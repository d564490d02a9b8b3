//! Chatwire - streaming transport layer for multi-provider LLM chat
//!
//! This crate turns provider wire formats (SSE framing, streamed JSON arrays)
//! into ordered text deltas, relays HTTP calls across isolated execution
//! contexts over message ports, and drives one chat send at a time with
//! cancellation.

pub mod config;
pub mod decoder;
pub mod error;
pub mod provider;
pub mod proxy;
pub mod session;
pub mod testing;
pub mod transport;

pub use error::{ChatwireError, Result};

- **EXERCISE**
Give again only the lines starting at the one that contains "pub mod transport;" and running to the end of the data.

- **ANSWER SPACE**
pub mod transport;

pub use error::{ChatwireError, Result};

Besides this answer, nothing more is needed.